City Council Corner
We can all do a little to prepare, help and heal
By Councilman Mike Shelton
Most of us live in very favorable conditions. Even so, most of us experience tragedy in our lives. Recent events in my own life, as well as recent events throughout the city have me thinking of how we deal with tragic events. My experience has been that feelings of guilt, whether justified or not, almost always follow tragedy.
The other day in one of our city meetings, Asst. Chief Mike Watson of Unified Fire Authority eloquently expressed what most of us feel. He said, “Public safety professionals spend their days trying to prevent disasters. They train, they practice, they prepare. Even so, they can’t prevent all disasters. Despite all of their training, when disasters happen, they can’t help but feel guilty.” I think that when something bad happens, good people all ask themselves whether they could have done more.
In my religious tradition, there is an axiom that says “Let us cheerfully do all things that lie in our power; and then may we stand still with the utmost assurance.” I’m not sure that we will ever avoid the feelings of remorse that come when something bad happens. I think the best hope we have is to know that we have made a reasonable effort to be prepared.
We should all do our best to be prepared for hard situations. Parents, babysitters and other caregivers learn CPR and other life-sustaining measures. We teach our children about the dangers of drug and alcohol abuse. Most drivers make sure they buckle a seatbelt before operating a vehicle, just in case that short trip to the grocery store leads to a traffic accident instead. Many people have prepared 72-hour kits to use in an emergency. You can find out more about how you can personally be more prepared at http://chgetready.com.
Cottonwood Heights is also constantly preparing. Cottonwood Heights prioritizes public safety and works with the city police department, Unified Fire Authority and city staff to make sure we are prepared for all types of emergency events. Hundreds of people throughout the city are CERT trained and have volunteered to learn how best to help their neighbors in a crisis. We have an emergency preparedness committee, made up of citizens and professionals that focus on various aspects of emergency planning and preparedness.
But what happens when, despite all of our preparation, bad things happen anyway? What do we do when a young, seemingly healthy man dies unexpectedly of a heart attack, leaving a family behind? What if a cherished son, daughter, or other loved one takes their own life? How does a neighborhood cope with the grief of an accident that takes the life of a beloved neighbor?
As I have struggled to come to terms with sad circumstances, I have learned that depending on trusted family, friends—and even sometimes caring strangers--for hope and assistance can heal deep wounds and mend broken hearts.
Several months ago, my sister’s husband took his own life.
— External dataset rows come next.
use std::path::{Component, Path};

use serde::{Deserialize, Serialize};

use crate::error::{Error, Result};

/// Name of the subdirectory created under the input directory when none is given.
pub const DEFAULT_OUTPUT_SUBDIR: &str = "png2svg";

/// Conversion parameters suitable for parameter files and the CLI
#[derive(Debug, Clone, PartialEq, Eq, Serialize, Deserialize)]
#[serde(default)]
pub struct ConversionParams {
    /// Subdirectory of the input directory receiving the `.svg` files
    pub output_subdir: String,
    /// Multiplier for the `width`/`height` attributes; the viewBox is unaffected
    pub scale: u32,
    /// If true, a failing file is logged and counted instead of aborting the batch
    pub continue_on_error: bool,
}

impl Default for ConversionParams {
    fn default() -> Self {
        Self {
            output_subdir: DEFAULT_OUTPUT_SUBDIR.to_string(),
            scale: 1,
            continue_on_error: false,
        }
    }
}

impl ConversionParams {
    /// Load parameters from a JSON file. Missing fields take their defaults.
    pub fn from_json_file(path: &Path) -> Result<Self> {
        let text = std::fs::read_to_string(path).map_err(|source| Error::ConfigRead {
            path: path.to_path_buf(),
            source,
        })?;
        let params: Self = serde_json::from_str(&text).map_err(|source| Error::Config {
            path: path.to_path_buf(),
            source,
        })?;
        params.validate()?;
        Ok(params)
    }

    pub fn validate(&self) -> Result<()> {
        if self.scale == 0 {
            return Err(Error::InvalidArgument {
                arg: "scale",
                value: self.scale.to_string(),
            });
        }
        // The subdirectory must stay below the input directory.
        let anchored = Path::new(&self.output_subdir)
            .components()
            .any(|c| matches!(c, Component::RootDir | Component::Prefix(_)));
        if self.output_subdir.trim().is_empty() || anchored {
            return Err(Error::InvalidArgument {
                arg: "output_subdir",
                value: self.output_subdir.clone(),
            });
        }
        Ok(())
    }
}
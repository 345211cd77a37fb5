//! Core building blocks: the pixel-to-SVG encoder and the conversion
//! parameters. These are consumed by the high-level `api` module.
pub mod encode;
pub mod params;
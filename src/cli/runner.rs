use std::path::Path;

use tracing::info;
use tracing_subscriber::EnvFilter;

use png2svg::{BatchReport, process_directory_with_progress};

use super::args::CliArgs;
use super::errors::AppError;

fn init_logging() {
    let filter = EnvFilter::try_from_default_env().unwrap_or_else(|_| EnvFilter::new("debug"));
    tracing_subscriber::fmt()
        .with_env_filter(filter)
        .with_writer(std::io::stderr)
        .init();
}

/// Drop a leading `./` so default-directory paths print as `a.png`.
fn display_path(path: &Path) -> String {
    match path.strip_prefix(".") {
        Ok(rest) if !rest.as_os_str().is_empty() => rest.display().to_string(),
        _ => path.display().to_string(),
    }
}

fn progress_line(input: &Path, output: &Path) -> String {
    format!("{} → {}", display_path(input), display_path(output))
}

/// Final console line. The count is every listed entry, not only the converted PNGs.
fn summary_line(report: &BatchReport) -> String {
    if report.found_no_png() {
        format!(
            "No .png files found in the provided directory: {}",
            report.scanned_dir.display()
        )
    } else {
        format!("{} .png files converted to .svg", report.entries)
    }
}

pub fn run(args: CliArgs) -> Result<BatchReport, AppError> {
    if args.log {
        init_logging();
    }

    let params = args.conversion_params()?;
    info!("Input directory: {:?}", args.input_dir);
    info!("Output subdirectory: {:?}", params.output_subdir);

    let report = process_directory_with_progress(&args.input_dir, &params, |input, output| {
        println!("{}", progress_line(input, output));
    })?;

    println!("{}", summary_line(&report));

    if args.json {
        println!("{}", serde_json::to_string_pretty(&report)?);
    }

    if report.errors > 0 {
        return Err(AppError::FailedFiles {
            count: report.errors,
        });
    }

    Ok(report)
}
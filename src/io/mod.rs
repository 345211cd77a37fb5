//! I/O layer: PNG discovery and decoding (`reader`) and the SVG file
//! writer (`writers`).
pub mod reader;
pub use reader::{DirectoryListing, decode_png, has_png_extension, list_png_files};

pub mod writers;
Through that experience, we learned first-hand the value of a resource that many residents may not be aware of. The incident happened in Murray, so within minutes of discovering my brother-in-law the Murray Police Department arrived to handle our situation. I arrived a few minutes later and was greeted by police on the scene. They treated me with respect, courtesy and sympathy and carried out their work in a professional way. I am confident residents of Cottonwood Heights would have a similar experience with our police department.
I have come to understand that dealing with people in a crisis is often the duty of a police officer or a firefighter. The training of the officers was really important to our family crisis. Shortly after the police arrived, a victim advocate also came to help and provide support. We were completely unprepared for this situation and had no idea what to do next. It was the victim advocate that helped us navigate these unfamiliar waters.
Victim advocates in Cottonwood Heights and in the other communities in which they work provide invaluable support to those in need. When an unexpected death or a crime closely affects our city residents, victim advocates provide support, direction, information about available resources, or a safe place to stay. They serve victims of a wide variety of difficult situations. They are wonderful examples of how the city has prepared for situations that few of us would think to prepare for ourselves.
All of us will find ourselves in difficult situations throughout our lives. Some people in our city have recently been affected by tragedy of one kind or another. Our sincere sympathy goes out to those who are suffering the effects of a tragic situation. When tragedy does strike, our public safety professionals hope to play a part in helping to alleviate suffering. Preparation will not prevent all tragedy, but we hope that our preparations as a city and your preparations as families, businesses, and individuals will help our community grow stronger.